Stored data entries

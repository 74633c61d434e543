// Copyright (c) 2024 Harry [Majored] [hello@majored.pw]
// MIT License (https://github.com/Majored/rs-async-zip/blob/main/LICENSE)

use crate::error::{Result, ZipError};

/// A string encoding supported by this crate.
#[derive(Debug, Clone, Copy, PartialEq, Eq)]
pub enum StringEncoding {
    Utf8,
    Raw,
}

/// A string wrapper for handling different encodings.
///
/// Character-set decoding of non-UTF-8 names is out of scope for this crate: the raw bytes are
/// preserved and surfaced for the caller's decoder of choice.
#[derive(Debug, Clone)]
pub struct ZipString {
    encoding: StringEncoding,
    raw: Vec<u8>,
    alternative: Option<Vec<u8>>,
}

impl ZipString {
    /// Constructs a new encoded string from its raw bytes and its encoding type.
    ///
    /// # Note
    /// If the provided encoding is [`StringEncoding::Utf8`] but the raw bytes are not valid UTF-8
    /// (ie. a call to `std::str::from_utf8()` fails), the encoding is defaulted back to
    /// [`StringEncoding::Raw`].
    pub fn new(raw: Vec<u8>, mut encoding: StringEncoding) -> Self {
        if let StringEncoding::Utf8 = encoding {
            if std::str::from_utf8(&raw).is_err() {
                encoding = StringEncoding::Raw;
            }
        }

        Self { encoding, raw, alternative: None }
    }

    /// Constructs a new UTF-8 string which also records the bytes it was derived from (eg. the
    /// header's original name when an Info-ZIP Unicode Path field took precedence over it).
    pub fn new_with_alternative(string: String, alternative: Vec<u8>) -> Self {
        Self { encoding: StringEncoding::Utf8, raw: string.into_bytes(), alternative: Some(alternative) }
    }

    /// Returns the raw bytes for this string.
    pub fn as_bytes(&self) -> &[u8] {
        &self.raw
    }

    /// Returns the encoding type for this string.
    pub fn encoding(&self) -> StringEncoding {
        self.encoding
    }

    /// Returns the alternative bytes (ie. the bytes read from the archive which this string
    /// replaced) if any were recorded.
    pub fn alternative(&self) -> Option<&[u8]> {
        self.alternative.as_deref()
    }

    /// Returns whether the underlying bytes are known to be valid UTF-8.
    pub fn is_utf8(&self) -> bool {
        matches!(self.encoding, StringEncoding::Utf8)
    }

    /// Returns the raw bytes converted into a string slice.
    ///
    /// # Note
    /// A call to this method will only succeed if the encoding type is [`StringEncoding::Utf8`].
    pub fn as_str(&self) -> Result<&str> {
        if !matches!(self.encoding, StringEncoding::Utf8) {
            return Err(ZipError::StringNotUtf8);
        }

        // SAFETY:
        // "The bytes passed in must be valid UTF-8."
        //
        // This function will error if self.encoding is not StringEncoding::Utf8.
        //
        // self.encoding is only ever StringEncoding::Utf8 if this variant was provided to the
        // constructor AND the call to `std::str::from_utf8()` within the constructor succeeded.
        // Mutable access to the inner vector is never given and no method implemented on this type
        // mutates the inner vector.

        Ok(unsafe { std::str::from_utf8_unchecked(&self.raw) })
    }

    /// Returns the raw bytes converted to an owned string.
    ///
    /// # Note
    /// A call to this method will only succeed if the encoding type is [`StringEncoding::Utf8`].
    pub fn into_string(self) -> Result<String> {
        if !matches!(self.encoding, StringEncoding::Utf8) {
            return Err(ZipError::StringNotUtf8);
        }

        // SAFETY: See above.
        Ok(unsafe { String::from_utf8_unchecked(self.raw) })
    }
}

impl From<String> for ZipString {
    fn from(value: String) -> Self {
        Self { encoding: StringEncoding::Utf8, raw: value.into_bytes(), alternative: None }
    }
}

impl From<&str> for ZipString {
    fn from(value: &str) -> Self {
        Self { encoding: StringEncoding::Utf8, raw: value.as_bytes().to_vec(), alternative: None }
    }
}
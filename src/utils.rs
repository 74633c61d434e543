// Copyright (c) 2024 Harry [Majored] [hello@majored.pw]
// MIT License (https://github.com/Majored/rs-async-zip/blob/main/LICENSE)

use crate::error::{Result, ZipError};
use futures_lite::io::{AsyncRead, AsyncReadExt};

/// Read exactly `buffer.len()` bytes from a reader which impls AsyncRead.
///
/// Running out of source bytes part-way through is a truncation of the structure named by
/// `context`, not a plain I/O failure.
#[tracing::instrument(skip(reader, buffer))]
pub(crate) async fn read_fully(
    mut reader: impl AsyncRead + Unpin,
    buffer: &mut [u8],
    context: &'static str,
) -> Result<()> {
    reader.read_exact(buffer).await.map_err(|err| match err.kind() {
        std::io::ErrorKind::UnexpectedEof => ZipError::TruncatedArchive(context),
        _ => ZipError::UpstreamReadError(err),
    })
}

/// Read and return a little-endian u32 from a reader which impls AsyncRead.
#[tracing::instrument(skip(reader))]
pub(crate) async fn read_u32(reader: impl AsyncRead + Unpin, context: &'static str) -> Result<u32> {
    let mut buffer = [0u8; 4];
    read_fully(reader, &mut buffer, context).await?;
    Ok(u32::from_le_bytes(buffer))
}

/// Read and return a little-endian u64 from a reader which impls AsyncRead.
#[tracing::instrument(skip(reader))]
pub(crate) async fn read_u64(reader: impl AsyncRead + Unpin, context: &'static str) -> Result<u64> {
    let mut buffer = [0u8; 8];
    read_fully(reader, &mut buffer, context).await?;
    Ok(u64::from_le_bytes(buffer))
}
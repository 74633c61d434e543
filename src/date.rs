// Copyright (c) 2024 Harry [Majored] [hello@majored.pw]
// MIT License (https://github.com/Majored/rs-async-zip/blob/main/LICENSE)

#[cfg(feature = "chrono")]
use chrono::{DateTime, LocalResult, TimeZone, Utc};

// https://pkware.cachefly.net/webdocs/casestudies/APPNOTE.TXT (4.4.6)
// https://learn.microsoft.com/en-us/windows/win32/api/oleauto/nf-oleauto-dosdatetimetovarianttime

/// A date and time stored as per the MS-DOS representation used by ZIP files.
#[derive(Debug, Default, PartialEq, Eq, Clone, Copy, Hash)]
pub struct ZipDateTime {
    pub(crate) date: u16,
    pub(crate) time: u16,
}

impl ZipDateTime {
    /// Returns the year of this date & time.
    pub fn year(&self) -> i32 {
        (((self.date & 0xFE00) >> 9) + 1980).into()
    }

    /// Returns the month of this date & time.
    pub fn month(&self) -> u32 {
        ((self.date & 0x1E0) >> 5).into()
    }

    /// Returns the day of this date & time.
    pub fn day(&self) -> u32 {
        (self.date & 0x1F).into()
    }

    /// Returns the hour of this date & time.
    pub fn hour(&self) -> u32 {
        ((self.time & 0xF800) >> 11).into()
    }

    /// Returns the minute of this date & time.
    pub fn minute(&self) -> u32 {
        ((self.time & 0x7E0) >> 5).into()
    }

    /// Returns the second of this date & time.
    ///
    /// Note that MS-DOS has a maximum granularity of two seconds.
    pub fn second(&self) -> u32 {
        ((self.time & 0x1F) << 1).into()
    }

    /// Constructs chrono's [`DateTime`] representation of this date & time.
    ///
    /// Note that this requires the `chrono` feature.
    #[cfg(feature = "chrono")]
    pub fn as_chrono(&self) -> LocalResult<DateTime<Utc>> {
        self.into()
    }
}

#[cfg(feature = "chrono")]
impl From<&ZipDateTime> for LocalResult<DateTime<Utc>> {
    fn from(value: &ZipDateTime) -> Self {
        Utc.with_ymd_and_hms(value.year(), value.month(), value.day(), value.hour(), value.minute(), value.second())
    }
}

#[cfg(feature = "chrono")]
impl From<ZipDateTime> for LocalResult<DateTime<Utc>> {
    fn from(value: ZipDateTime) -> Self {
        (&value).into()
    }
}
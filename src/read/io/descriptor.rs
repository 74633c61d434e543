// Copyright (c) 2024 Harry [Majored] [hello@majored.pw]
// MIT License (https://github.com/Majored/rs-async-zip/blob/main/LICENSE)

use crate::error::Result;
use crate::spec::consts::DATA_DESCRIPTOR_SIGNATURE;
use crate::spec::header::DataDescriptor;
use crate::utils::{read_u32, read_u64};

use futures_lite::io::AsyncRead;

/// Reads the data descriptor which trails an entry's data.
///
/// The descriptor's leading signature is optional: when the first word is not the signature it
/// already holds the CRC. Sizes are 4 bytes each, or 8 bytes each when the entry uses zip64.
/// No validation against previously declared values is performed; entries which carry a
/// descriptor had those header fields zeroed by construction.
#[tracing::instrument(skip(reader))]
pub(crate) async fn read_data_descriptor(
    mut reader: impl AsyncRead + Unpin,
    zip64: bool,
) -> Result<DataDescriptor> {
    let first = read_u32(&mut reader, "data descriptor").await?;
    let crc = if first == DATA_DESCRIPTOR_SIGNATURE {
        read_u32(&mut reader, "data descriptor").await?
    } else {
        first
    };

    let (compressed_size, uncompressed_size) = if zip64 {
        (read_u64(&mut reader, "data descriptor").await?, read_u64(&mut reader, "data descriptor").await?)
    } else {
        (
            read_u32(&mut reader, "data descriptor").await?.into(),
            read_u32(&mut reader, "data descriptor").await?.into(),
        )
    };

    Ok(DataDescriptor { crc, compressed_size, uncompressed_size })
}
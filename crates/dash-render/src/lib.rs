// File: crates/dash-render/src/lib.rs
// Summary: Renderer entry point; lays out derived chart data and rasterizes it to PNG.

pub mod axis;
pub mod bins;
pub mod chart;
pub mod grid;
pub mod theme;
pub mod types;

pub use axis::Axis;
pub use bins::{bin_values, Bin};
pub use chart::{BarMark, Chart, Marks, RenderOptions};
pub use theme::Theme;
pub use types::Insets;
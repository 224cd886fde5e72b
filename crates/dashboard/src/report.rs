// File: crates/dashboard/src/report.rs
// Summary: Plain-text panels printed by the dashboard (data preview, statistics).

use dash_core::{SummaryStats, TimeSeries, PREVIEW_ROWS};

pub const TITLE: &str = "Sample Dashboard";

/// Title banner with a rule underneath.
pub fn banner() -> String {
    format!("{TITLE}\n{}", "-".repeat(40))
}

/// First rows of the series as an indexed two-column table.
pub fn preview_table(series: &TimeSeries) -> String {
    let mut out = format!("Data preview\n{:>3}  {:<10}  {:>10}\n", "", "date", "value");
    for (i, (date, value)) in series.head(PREVIEW_ROWS).iter().enumerate() {
        out.push_str(&format!("{:>3}  {:<10}  {:>10.6}\n", i, date.format("%Y-%m-%d").to_string(), value));
    }
    out
}

pub fn stats_panel(stats: &SummaryStats) -> String {
    format!("Statistics\n{stats}")
}

#[cfg(test)]
mod tests {
    use super::*;
    use chrono::NaiveDate;

    #[test]
    fn preview_shows_five_rows() {
        let s = dash_core::generate_default().unwrap();
        let table = preview_table(&s);
        let lines: Vec<_> = table.lines().collect();
        assert_eq!(lines.len(), 2 + 5);
        assert!(lines[2].contains("2023-01-01"));
        assert!(lines[6].contains("2023-01-05"));
    }

    #[test]
    fn preview_header_layout() {
        let empty = TimeSeries::from_points(Vec::new()).unwrap();
        assert_eq!(preview_table(&empty), "Data preview\n     date             value\n");
    }

    #[test]
    fn preview_of_short_series() {
        let d = NaiveDate::from_ymd_opt(2023, 6, 1).unwrap();
        let s = TimeSeries::from_points(vec![(d, 1.5)]).unwrap();
        let table = preview_table(&s);
        assert_eq!(table.lines().count(), 3);
        assert!(table.ends_with("  0  2023-06-01    1.500000\n"));
    }

    #[test]
    fn stats_panel_has_heading() {
        let st = SummaryStats { mean: 0.0, stddev: 1.0, min: -1.0, max: 1.0 };
        assert!(stats_panel(&st).starts_with("Statistics\nmean:   0.00"));
    }
}
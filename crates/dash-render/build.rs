// File: crates/dash-render/build.rs
// Summary: Build script to link required Windows system libraries for Skia/ICU.

fn main() {
    #[cfg(target_os = "windows")]
    {
        // Needed for RegOpenKeyExW, RegQueryInfoKeyW, etc.
        println!("cargo:rustc-link-lib=advapi32");
    }
}
// File: crates/dashboard/src/main.rs
// Summary: Generates the seeded sample series, prints preview and statistics, and renders the
//          selected chart kind to a PNG.

mod config;
mod report;

use anyhow::{Context, Result};
use dash_core::{derive_chart_data, summarize};
use dash_render::{theme, Chart, RenderOptions};

use config::{Command, DashboardConfig, USAGE};

fn main() -> Result<()> {
    env_logger::Builder::from_env(env_logger::Env::default().default_filter_or("warn")).init();

    match Command::from_env()? {
        Command::Help => {
            println!("{USAGE}");
            Ok(())
        }
        Command::Run(cfg) => run(&cfg),
    }
}

fn run(cfg: &DashboardConfig) -> Result<()> {
    log::debug!("config: {cfg:?}");
    println!("{}", report::banner());

    let series = cfg.params.generate().context("failed to generate sample series")?;
    println!("{}", report::preview_table(&series));

    let stats = summarize(&series).context("failed to summarize series")?;
    println!("{}\n", report::stats_panel(&stats));

    let data = derive_chart_data(&series, cfg.kind)
        .with_context(|| format!("failed to derive {} chart data", cfg.kind))?;
    let chart = Chart::from_data(&data);

    let mut opts = RenderOptions::default();
    opts.theme = theme::find(&cfg.theme);
    opts.draw_labels = cfg.draw_labels;
    chart
        .render_to_png(&opts, &cfg.out)
        .with_context(|| format!("failed to render {}", cfg.out.display()))?;

    println!("Chart: {} [{}]", data.title(), cfg.kind);
    println!("Wrote {}", cfg.out.display());
    Ok(())
}
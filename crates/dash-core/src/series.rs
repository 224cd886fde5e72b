// File: crates/dash-core/src/series.rs
// Summary: Date-indexed series model and the seeded random-walk generator.
// Notes:
// - Dates are strictly increasing in every TimeSeries; constructors enforce it.
// - Draws come from `StdRng::seed_from_u64`, so a seed reproduces the same walk
//   on every run of this crate.

use chrono::{Duration, NaiveDate};
use rand::{rngs::StdRng, Rng, SeedableRng};

use crate::error::{DashError, Result};

/// Rows shown by the data preview table.
pub const PREVIEW_ROWS: usize = 5;

/// Ordered (date, value) pairs with unique, strictly increasing dates.
#[derive(Clone, Debug, PartialEq)]
pub struct TimeSeries {
    points: Vec<(NaiveDate, f64)>,
}

impl TimeSeries {
    /// Build a series from explicit points. An empty vector is accepted.
    pub fn from_points(points: Vec<(NaiveDate, f64)>) -> Result<Self> {
        if let Some(w) = points.windows(2).find(|w| w[1].0 <= w[0].0) {
            return Err(DashError::InvalidParameter(format!(
                "dates must be strictly increasing ({} followed by {})",
                w[0].0, w[1].0
            )));
        }
        Ok(Self { points })
    }

    pub fn len(&self) -> usize { self.points.len() }
    pub fn is_empty(&self) -> bool { self.points.is_empty() }
    pub fn points(&self) -> &[(NaiveDate, f64)] { &self.points }

    pub fn dates(&self) -> impl Iterator<Item = NaiveDate> + '_ {
        self.points.iter().map(|&(d, _)| d)
    }

    pub fn values(&self) -> Vec<f64> {
        self.points.iter().map(|&(_, v)| v).collect()
    }

    /// First `n` rows (fewer when the series is shorter).
    pub fn head(&self, n: usize) -> &[(NaiveDate, f64)] {
        &self.points[..n.min(self.points.len())]
    }
}

/// Generator inputs. Defaults reproduce the sample dashboard.
#[derive(Clone, Copy, Debug, PartialEq, Eq)]
pub struct GeneratorParams {
    pub seed: u64,
    pub periods: usize,
    pub start: NaiveDate,
    pub freq: Duration,
}

impl Default for GeneratorParams {
    fn default() -> Self {
        Self {
            seed: 42,
            periods: 100,
            start: NaiveDate::from_ymd_opt(2023, 1, 1).unwrap_or_default(),
            freq: Duration::days(1),
        }
    }
}

impl GeneratorParams {
    pub fn generate(&self) -> Result<TimeSeries> {
        generate_series(self.seed, self.periods, self.start, self.freq)
    }
}

/// Random walk: cumulative sum of `periods` standard-normal draws, one per date step.
pub fn generate_series(seed: u64, periods: usize, start: NaiveDate, freq: Duration) -> Result<TimeSeries> {
    if periods == 0 {
        return Err(DashError::InvalidParameter("periods must be greater than zero".into()));
    }
    // NaiveDate steps in whole days; anything finer would repeat dates
    if freq < Duration::days(1) || freq != Duration::days(freq.num_days()) {
        return Err(DashError::InvalidParameter(format!("freq must be a positive whole number of days, got {freq}")));
    }
    let last = i32::try_from(periods - 1)
        .ok()
        .and_then(|steps| freq.checked_mul(steps))
        .and_then(|span| start.checked_add_signed(span))
        .ok_or_else(|| {
            DashError::InvalidParameter(format!("{periods} periods of {freq} from {start} overflow the calendar"))
        })?;

    let mut rng = StdRng::seed_from_u64(seed);
    let draws = standard_normals(&mut rng, periods);

    let mut points = Vec::with_capacity(periods);
    let mut date = start;
    let mut acc = 0.0f64;
    for z in draws {
        acc += z;
        points.push((date, acc));
        // only the step past the final point can overflow, and it is never stored
        date = date.checked_add_signed(freq).unwrap_or(last);
    }
    log::debug!("generated {} points from {} (seed {})", points.len(), start, seed);
    Ok(TimeSeries { points })
}

/// Same as `GeneratorParams::default().generate()`.
pub fn generate_default() -> Result<TimeSeries> {
    GeneratorParams::default().generate()
}

/// Box-Muller transform over uniform draws; both outputs of each pair are used.
fn standard_normals(rng: &mut StdRng, n: usize) -> Vec<f64> {
    let mut out = Vec::with_capacity(n);
    while out.len() < n {
        // u1 in (0, 1] keeps ln() finite
        let u1: f64 = 1.0 - rng.gen::<f64>();
        let u2: f64 = rng.gen();
        let r = (-2.0 * u1.ln()).sqrt();
        let theta = std::f64::consts::TAU * u2;
        out.push(r * theta.cos());
        if out.len() < n {
            out.push(r * theta.sin());
        }
    }
    out
}
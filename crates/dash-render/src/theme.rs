// File: crates/dash-render/src/theme.rs
// Summary: Light/Dark theming for dashboard chart colors.

use skia_safe as skia;

#[derive(Clone, Copy, Debug)]
pub struct Theme {
    pub name: &'static str,
    pub background: skia::Color,
    pub grid: skia::Color,
    pub axis_line: skia::Color,
    pub axis_label: skia::Color,
    pub title: skia::Color,
    pub line_stroke: skia::Color,
    pub bar_fill: skia::Color,
    pub scatter_dot: skia::Color,
    pub histogram: skia::Color,
}

impl Theme {
    pub fn dark() -> Self {
        Self {
            name: "dark",
            background: skia::Color::from_argb(255, 18, 18, 20),
            grid: skia::Color::from_argb(255, 40, 40, 45),
            axis_line: skia::Color::from_argb(255, 180, 180, 190),
            axis_label: skia::Color::from_argb(255, 210, 210, 220),
            title: skia::Color::from_argb(255, 235, 235, 245),
            line_stroke: skia::Color::from_argb(255, 64, 160, 255),
            bar_fill: skia::Color::from_argb(255, 40, 200, 120),
            scatter_dot: skia::Color::from_argb(200, 255, 170, 60),
            histogram: skia::Color::from_argb(255, 96, 156, 255),
        }
    }

    pub fn light() -> Self {
        Self {
            name: "light",
            background: skia::Color::from_argb(255, 250, 250, 252),
            grid: skia::Color::from_argb(255, 230, 230, 235),
            axis_line: skia::Color::from_argb(255, 60, 60, 70),
            axis_label: skia::Color::from_argb(255, 40, 40, 50),
            title: skia::Color::from_argb(255, 20, 20, 30),
            line_stroke: skia::Color::from_argb(255, 32, 120, 200),
            bar_fill: skia::Color::from_argb(255, 20, 160, 90),
            scatter_dot: skia::Color::from_argb(200, 220, 110, 20),
            histogram: skia::Color::from_argb(255, 40, 120, 200),
        }
    }
}

/// Built-in theme presets.
pub fn presets() -> Vec<Theme> {
    vec![Theme::dark(), Theme::light()]
}

/// Find a theme by its `name`, falling back to dark.
pub fn find(name: &str) -> Theme {
    presets()
        .into_iter()
        .find(|t| t.name.eq_ignore_ascii_case(name))
        .unwrap_or_else(|| {
            log::warn!("unknown theme {name:?}, using dark");
            Theme::dark()
        })
}

#[cfg(test)]
mod tests {
    use super::*;

    #[test]
    fn find_is_case_insensitive() {
        assert_eq!(find("LIGHT").name, "light");
        assert_eq!(find("dark").name, "dark");
    }

    #[test]
    fn unknown_falls_back_to_dark() {
        assert_eq!(find("neon").name, "dark");
    }
}
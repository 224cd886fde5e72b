// File: crates/dash-core/src/error.rs
// Summary: Error taxonomy shared by the kernel operations.

use thiserror::Error;

#[derive(Debug, Clone, PartialEq, Eq, Error)]
pub enum DashError {
    /// Generator or series construction received a value it cannot honour.
    #[error("invalid parameter: {0}")]
    InvalidParameter(String),

    #[error("statistics requested on an empty series")]
    EmptySeries,

    /// Chart selection label outside the four known kinds.
    #[error("unsupported chart kind: {0:?}")]
    UnsupportedChartKind(String),
}

pub type Result<T> = std::result::Result<T, DashError>;
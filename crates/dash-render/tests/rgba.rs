// File: crates/dash-render/tests/rgba.rs
// Purpose: Validate rendered pixels at known mark positions, independent of golden files.

use chrono::NaiveDate;
use dash_core::{ChartData, HistogramData, MonthlyBucket};
use dash_render::{Chart, Insets, RenderOptions, Theme};

fn rgba(color: skia_safe::Color) -> [u8; 4] {
    [color.r(), color.g(), color.b(), color.a()]
}

fn render(chart: &Chart) -> (image::RgbaImage, RenderOptions) {
    let mut opts = RenderOptions::default();
    opts.draw_labels = false; // avoid font variance
    let bytes = chart.render_to_png_bytes(&opts).expect("render bytes");
    let img = image::load_from_memory(&bytes).expect("decode").to_rgba8();
    assert_eq!((img.width() as i32, img.height() as i32), (opts.width, opts.height));
    (img, opts)
}

/// Pixel in the middle of a bar spanning [x0, x1] from zero up to `height`.
fn bar_centre(chart: &Chart, opts: &RenderOptions, x0: f64, x1: f64, height: f64) -> (u32, u32) {
    let Insets { left, right, top, bottom } = opts.insets;
    let (l, r) = (left as f32, (opts.width - right as i32) as f32);
    let (t, b) = (top as f32, (opts.height - bottom as i32) as f32);
    let x = chart.x_axis.to_px((x0 + x1) * 0.5, l, r);
    let y = chart.y_axis.to_px(height * 0.5, b, t);
    (x.round() as u32, y.round() as u32)
}

#[test]
fn monthly_bars_use_bar_fill() {
    let month = |m| NaiveDate::from_ymd_opt(2023, m, 28).unwrap();
    let chart = Chart::from_data(&ChartData::Bar(vec![
        MonthlyBucket { month_end: month(1), mean: 2.0, count: 31 },
        MonthlyBucket { month_end: month(2), mean: 4.0, count: 28 },
    ]));
    let (img, opts) = render(&chart);
    let theme = Theme::dark();

    for (i, h) in [(0.0, 2.0), (1.0, 4.0)] {
        let (x, y) = bar_centre(&chart, &opts, i - 0.4, i + 0.4, h);
        assert_eq!(img.get_pixel(x, y).0, rgba(theme.bar_fill), "bar {i} at ({x}, {y})");
    }
    // the gap between bars is background or grid, never bar fill
    let (gx, gy) = bar_centre(&chart, &opts, 0.5, 0.5, 1.0);
    assert_ne!(img.get_pixel(gx, gy).0, rgba(theme.bar_fill));
}

#[test]
fn histogram_bins_use_histogram_colour() {
    // two bins: [1, 1.5) holds three values, [1.5, 2] holds one
    let chart = Chart::from_data(&ChartData::Histogram(HistogramData { values: vec![1.0, 1.0, 1.0, 2.0], bins: 2 }));
    let (img, opts) = render(&chart);
    let (x, y) = bar_centre(&chart, &opts, 1.0, 1.5, 3.0);
    assert_eq!(img.get_pixel(x, y).0, rgba(Theme::dark().histogram));
    // above the short bin is empty plot area
    let (x, y) = bar_centre(&chart, &opts, 1.5, 2.0, 5.0);
    assert_ne!(img.get_pixel(x, y).0, rgba(Theme::dark().histogram));
}

#[test]
fn background_fills_the_margins() {
    let chart = Chart::from_data(&ChartData::Bar(Vec::new()));
    let (img, _) = render(&chart);
    assert_eq!(img.get_pixel(0, 0).0, rgba(Theme::dark().background));
    assert_eq!(img.get_pixel(img.width() - 1, img.height() - 1).0, rgba(Theme::dark().background));
}
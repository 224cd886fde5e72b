// File: crates/dash-render/src/bins.rs
// Summary: Equal-width histogram bucketing for the value distribution chart.

/// One histogram bucket covering [lo, hi) (the last bucket also includes `hi`).
#[derive(Clone, Copy, Debug, PartialEq)]
pub struct Bin {
    pub lo: f64,
    pub hi: f64,
    pub count: usize,
}

/// Split [min, max] of `values` into `bins` equal-width buckets and count members.
/// Non-finite values are skipped. A constant input gets a single bucket of width 1
/// centred on the value; no bins are produced for empty input or `bins == 0`.
pub fn bin_values(values: &[f64], bins: usize) -> Vec<Bin> {
    let finite: Vec<f64> = values.iter().copied().filter(|v| v.is_finite()).collect();
    if bins == 0 || finite.is_empty() {
        return Vec::new();
    }
    let (min, max) = finite
        .iter()
        .fold((f64::INFINITY, f64::NEG_INFINITY), |(lo, hi), &v| (lo.min(v), hi.max(v)));

    if (max - min).abs() < 1e-12 {
        return vec![Bin { lo: min - 0.5, hi: min + 0.5, count: finite.len() }];
    }

    let width = (max - min) / bins as f64;
    let mut out: Vec<Bin> = (0..bins)
        .map(|i| Bin { lo: min + width * i as f64, hi: min + width * (i + 1) as f64, count: 0 })
        .collect();
    // pin the last edge so rounding never leaves `max` outside
    out[bins - 1].hi = max;

    for v in finite {
        let idx = (((v - min) / width).floor() as usize).min(bins - 1);
        out[idx].count += 1;
    }
    out
}

#[cfg(test)]
mod tests {
    use super::*;

    #[test]
    fn counts_sum_to_input_len() {
        let values: Vec<f64> = (0..100).map(|i| (i as f64 * 0.37).sin() * 5.0).collect();
        let bins = bin_values(&values, 20);
        assert_eq!(bins.len(), 20);
        assert_eq!(bins.iter().map(|b| b.count).sum::<usize>(), 100);
    }

    #[test]
    fn max_lands_in_last_bin() {
        let bins = bin_values(&[0.0, 1.0, 2.0, 3.0, 4.0], 4);
        assert_eq!(bins.iter().map(|b| b.count).collect::<Vec<_>>(), vec![1, 1, 1, 2]);
        assert_eq!(bins[0].lo, 0.0);
        assert_eq!(bins[3].hi, 4.0);
    }

    #[test]
    fn edges_are_contiguous() {
        let bins = bin_values(&[-2.0, 7.5, 3.3], 5);
        assert!(bins.windows(2).all(|w| (w[0].hi - w[1].lo).abs() < 1e-12));
    }

    #[test]
    fn constant_input_single_bin() {
        let bins = bin_values(&[2.0, 2.0, 2.0], 20);
        assert_eq!(bins, vec![Bin { lo: 1.5, hi: 2.5, count: 3 }]);
    }

    #[test]
    fn empty_and_zero_bins() {
        assert!(bin_values(&[], 20).is_empty());
        assert!(bin_values(&[1.0, 2.0], 0).is_empty());
        assert!(bin_values(&[f64::NAN], 20).is_empty());
    }
}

• **WORK TO COMPLETE**:
Which lines above hold the string "periods"? Copy each of them.

• **REPLY**:
    pub periods: usize,
            periods: 100,
        generate_series(self.seed, self.periods, self.start, self.freq)
/// Random walk: cumulative sum of `periods` standard-normal draws, one per date step.
pub fn generate_series(seed: u64, periods: usize, start: NaiveDate, freq: Duration) -> Result<TimeSeries> {
    if periods == 0 {
        return Err(DashError::InvalidParameter("periods must be greater than zero".into()));
    let last = i32::try_from(periods - 1)
            DashError::InvalidParameter(format!("{periods} periods of {freq} from {start} overflow the calendar"))
    let draws = standard_normals(&mut rng, periods);
    let mut points = Vec::with_capacity(periods);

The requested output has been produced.